### [Directions for this task]
Begin with the first line of the entries below and reproduce each line exactly, ending with the line that holds "configuration cannot reach".

Stored data entries
//! Proxy reconfigurer: validate-before-apply with last-known-good.
//!
//! The reconfigurer owns the live configuration file exclusively. The
//! bytes on disk after the last successful apply (or found at startup)
//! are the last-known-good configuration; every failure path puts them
//! back.

use std::collections::HashSet;
use std::io::Write;
use std::path::{Path, PathBuf};
use std::sync::Arc;

use tracing::{debug, error, info, warn};

use crate::driver::ProxyDriver;
use crate::error::{ProxyError, ProxyResult};
use crate::render::{Backend, RenderedConfig, render};

/// A configuration that passed local lint and the proxy's own validator.
///
/// Only `ProxyReconfigurer::validate` constructs one, so an unvalidated
/// configuration cannot reach `apply`.
#[derive(Debug, Clone, PartialEq, Eq)]
pub struct ValidatedConfig(RenderedConfig);

impl ValidatedConfig {
    pub fn config(&self) -> &RenderedConfig {
        &self.0
    }
}

/// Renders, validates and atomically applies upstream configurations.
pub struct ProxyReconfigurer {
    driver: Arc<dyn ProxyDriver>,
    config_path: PathBuf,
    upstream: String,
    /// Live file contents considered good; `None` when no file existed.
    last_good: Option<Vec<u8>>,
    /// Parsed form of `last_good`, when carousel wrote it.
    active: Option<RenderedConfig>,
}

impl ProxyReconfigurer {
    /// Adopt whatever is currently at `config_path` as last-known-good.
    pub fn new(
        driver: Arc<dyn ProxyDriver>,
        config_path: impl Into<PathBuf>,
        upstream: impl Into<String>,
    ) -> ProxyResult<Self> {
        let config_path = config_path.into();
        let last_good = read_optional(&config_path)?;
        let active = last_good
            .as_deref()
            .and_then(|bytes| std::str::from_utf8(bytes).ok())
            .and_then(RenderedConfig::parse);

        debug!(
            path = %config_path.display(),
            existing = last_good.is_some(),
            backends = ?active.as_ref().map(|c| c.names()),
            "proxy reconfigurer ready"
        );

        Ok(Self {
            driver,
            config_path,
            upstream: upstream.into(),
            last_good,
            active,
        })
    }

    pub fn config_path(&self) -> &Path {
        &self.config_path
    }

    /// Last successfully applied configuration, if carousel wrote it.
    pub fn current(&self) -> Option<&RenderedConfig> {
        self.active.as_ref()
    }

    /// Render a configuration for `backends`. Pure; touches nothing.
    pub fn render(&self, backends: Vec<Backend>) -> RenderedConfig {
        render(&self.upstream, backends)
    }

    /// Lint locally, then run the proxy's validator against a staged copy.
    pub async fn validate(&self, config: RenderedConfig) -> ProxyResult<ValidatedConfig> {
        lint(&config)?;

        let staged = self.staged_path();
        write_atomic(&staged, config.text.as_bytes())?;
        let verdict = self.driver.validate(&staged).await;
        if let Err(e) = std::fs::remove_file(&staged) {
            debug!(path = %staged.display(), error = %e, "failed to remove staged config");
        }

        match verdict {
            Ok(()) => {
                debug!(backends = ?config.names(), "proxy configuration validated");
                Ok(ValidatedConfig(config))
            }
            Err(e) => {
                warn!(backends = ?config.names(), error = %e, "proxy configuration rejected");
                Err(e)
            }
        }
    }

    /// Swap the live file and reload the proxy.
    ///
    /// Either the new backend set is live, or the last-known-good file is
    /// back in place and the proxy has been asked to reload it.
    pub async fn apply(&mut self, validated: ValidatedConfig) -> ProxyResult<()> {
        let config = validated.0;
        write_atomic(&self.config_path, config.text.as_bytes())?;

        match self.driver.reload().await {
            Ok(()) => {
                info!(backends = ?config.names(), "proxy configuration applied");
                self.last_good = Some(config.text.clone().into_bytes());
                self.active = Some(config);
                Ok(())
            }
            Err(e) => {
                error!(backends = ?config.names(), error = %e, "proxy reload failed, restoring last-known-good");
                if let Err(restore_err) = self.put_back_last_good().await {
                    error!(error = %restore_err, "failed to restore last-known-good proxy configuration");
                }
                Err(e)
            }
        }
    }

    /// Ensure the live file holds the last-known-good bytes.
    ///
    /// Used after an interrupted apply. Returns `true` if anything had to
    /// be rewritten.
    pub async fn restore(&self) -> ProxyResult<bool> {
        let on_disk = read_optional(&self.config_path)?;
        if on_disk == self.last_good {
            return Ok(false);
        }
        warn!(path = %self.config_path.display(), "live proxy configuration diverged, restoring");
        self.put_back_last_good().await?;
        Ok(true)
    }

    async fn put_back_last_good(&self) -> ProxyResult<()> {
        match &self.last_good {
            Some(bytes) => write_atomic(&self.config_path, bytes)?,
            None => match std::fs::remove_file(&self.config_path) {
                Ok(()) => {}
                Err(e) if e.kind() == std::io::ErrorKind::NotFound => {}
                Err(e) => return Err(ProxyError::io(&self.config_path, e)),
            },
        }
        self.driver.reload().await
    }

    fn staged_path(&self) -> PathBuf {
        let mut name = self
            .config_path
            .file_name()
            .map(|n| n.to_os_string())
            .unwrap_or_else(|| "carousel-upstream".into());
        name.push(".staged");
        self.config_path.with_file_name(name)
    }
}

fn lint(config: &RenderedConfig) -> ProxyResult<()> {
    if config.backends.is_empty() {
        return Err(ProxyError::EmptyBackendSet);
    }
    let mut names = HashSet::new();
    let mut addresses = HashSet::new();
    for backend in &config.backends {
        if !names.insert(backend.name.as_str()) {
            return Err(ProxyError::DuplicateBackend(backend.name.clone()));
        }
        if !addresses.insert(backend.address.as_str()) {
            return Err(ProxyError::DuplicateBackend(backend.address.clone()));
        }
        if backend.address.trim().is_empty() || backend.address.contains([';', '{', '}', '\n']) {
            return Err(ProxyError::Rejected(format!(
                "invalid address {:?} for {}",
                backend.address, backend.name
            )));
        }
    }
    Ok(())
}

fn read_optional(path: &Path) -> ProxyResult<Option<Vec<u8>>> {
    match std::fs::read(path) {
        Ok(bytes) => Ok(Some(bytes)),
        Err(e) if e.kind() == std::io::ErrorKind::NotFound => Ok(None),
        Err(e) => Err(ProxyError::io(path, e)),
    }
}

/// Write via a temp file in the same directory and rename over `path`.
fn write_atomic(path: &Path, bytes: &[u8]) -> ProxyResult<()> {
    let dir = match path.parent() {
        Some(dir) if !dir.as_os_str().is_empty() => dir,
        _ => Path::new("."),
    };
    let mut tmp = tempfile::NamedTempFile::new_in(dir).map_err(|e| ProxyError::io(dir, e))?;
    tmp.write_all(bytes).map_err(|e| ProxyError::io(tmp.path(), e))?;
    tmp.as_file().sync_all().map_err(|e| ProxyError::io(tmp.path(), e))?;
    tmp.persist(path).map_err(|e| ProxyError::io(path, e.error))?;
    Ok(())
}

#[cfg(test)]
mod tests {
    use super::*;
    use crate::testing::MockDriver;

    fn backends(names: &[&str]) -> Vec<Backend> {
        names.iter().map(|n| Backend::new(*n, format!("{n}:8080"))).collect()
    }

    fn setup() -> (tempfile::TempDir, Arc<MockDriver>, ProxyReconfigurer) {
        let dir = tempfile::tempdir().unwrap();
        let driver = Arc::new(MockDriver::new());
        let proxy = ProxyReconfigurer::new(driver.clone(), dir.path().join("upstream.conf"), "carousel_backend")
            .unwrap();
        (dir, driver, proxy)
    }

    #[tokio::test]
    async fn apply_writes_and_reloads() {
        let (_dir, driver, mut proxy) = setup();
        let config = proxy.render(backends(&["web1", "web2"]));
        let validated = proxy.validate(config.clone()).await.unwrap();
        proxy.apply(validated).await.unwrap();

        let live = std::fs::read_to_string(proxy.config_path()).unwrap();
        assert_eq!(live, config.text);
        assert_eq!(proxy.current(), Some(&config));
        assert_eq!(driver.reload_count(), 1);
        assert_eq!(driver.validated(), vec![config.text]);
    }

    #[tokio::test]
    async fn empty_set_never_reaches_driver() {
        let (_dir, driver, proxy) = setup();
        let err = proxy.validate(proxy.render(Vec::new())).await.unwrap_err();
        assert!(matches!(err, ProxyError::EmptyBackendSet));
        assert!(driver.validated().is_empty());
    }

    #[tokio::test]
    async fn duplicate_address_is_rejected() {
        let (_dir, _driver, proxy) = setup();
        let config = proxy.render(vec![Backend::new("a", "x:1"), Backend::new("b", "x:1")]);
        assert!(matches!(
            proxy.validate(config).await,
            Err(ProxyError::DuplicateBackend(addr)) if addr == "x:1"
        ));
    }

    #[tokio::test]
    async fn rejected_config_leaves_live_file_alone() {
        let (_dir, driver, mut proxy) = setup();
        let first = proxy.validate(proxy.render(backends(&["web1"]))).await.unwrap();
        proxy.apply(first).await.unwrap();
        let before = std::fs::read(proxy.config_path()).unwrap();

        driver.reject_validation(true);
        let err = proxy.validate(proxy.render(backends(&["web2"]))).await.unwrap_err();
        assert!(matches!(err, ProxyError::Rejected(_)));
        assert_eq!(std::fs::read(proxy.config_path()).unwrap(), before);
        assert!(!proxy.staged_path().exists());
    }

    #[tokio::test]
    async fn failed_reload_restores_previous_bytes() {
        let (_dir, driver, mut proxy) = setup();
        let first = proxy.validate(proxy.render(backends(&["web1"]))).await.unwrap();
        proxy.apply(first).await.unwrap();
        let before = std::fs::read(proxy.config_path()).unwrap();

        driver.fail_reloads(1);
        let next = proxy.validate(proxy.render(backends(&["web1", "web2"]))).await.unwrap();
        let err = proxy.apply(next).await.unwrap_err();
        assert!(matches!(err, ProxyError::Reload(_)));

        assert_eq!(std::fs::read(proxy.config_path()).unwrap(), before);
        assert_eq!(proxy.current().unwrap().names(), vec!["web1"]);
        // Failed reload, then the reload of the restored file.
        assert_eq!(driver.reload_count(), 3);
    }

    #[tokio::test]
    async fn failed_first_apply_removes_file() {
        let (_dir, driver, mut proxy) = setup();
        driver.fail_reloads(1);
        let config = proxy.validate(proxy.render(backends(&["web1"]))).await.unwrap();
        assert!(proxy.apply(config).await.is_err());
        assert!(!proxy.config_path().exists());
    }

    #[tokio::test]
    async fn restore_repairs_diverged_file() {
        let (_dir, _driver, mut proxy) = setup();
        let config = proxy.validate(proxy.render(backends(&["web1"]))).await.unwrap();
        proxy.apply(config).await.unwrap();
        let good = std::fs::read(proxy.config_path()).unwrap();

        assert!(!proxy.restore().await.unwrap());

        std::fs::write(proxy.config_path(), b"half written").unwrap();
        assert!(proxy.restore().await.unwrap());
        assert_eq!(std::fs::read(proxy.config_path()).unwrap(), good);
    }

    #[tokio::test]
    async fn adopts_existing_file_at_startup() {
        let dir = tempfile::tempdir().unwrap();
        let path = dir.path().join("upstream.conf");
        let existing = render("carousel_backend", backends(&["web3"]));
        std::fs::write(&path, &existing.text).unwrap();

        let proxy = ProxyReconfigurer::new(Arc::new(MockDriver::new()), &path, "carousel_backend").unwrap();
        assert_eq!(proxy.current(), Some(&existing));
    }
}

### [Response]
//! Proxy reconfigurer: validate-before-apply with last-known-good.
//!
//! The reconfigurer owns the live configuration file exclusively. The
//! bytes on disk after the last successful apply (or found at startup)
//! are the last-known-good configuration; every failure path puts them
//! back.

use std::collections::HashSet;
use std::io::Write;
use std::path::{Path, PathBuf};
use std::sync::Arc;

use tracing::{debug, error, info, warn};

use crate::driver::ProxyDriver;
use crate::error::{ProxyError, ProxyResult};
use crate::render::{Backend, RenderedConfig, render};

/// A configuration that passed local lint and the proxy's own validator.
///
/// Only `ProxyReconfigurer::validate` constructs one, so an unvalidated
/// configuration cannot reach `apply`.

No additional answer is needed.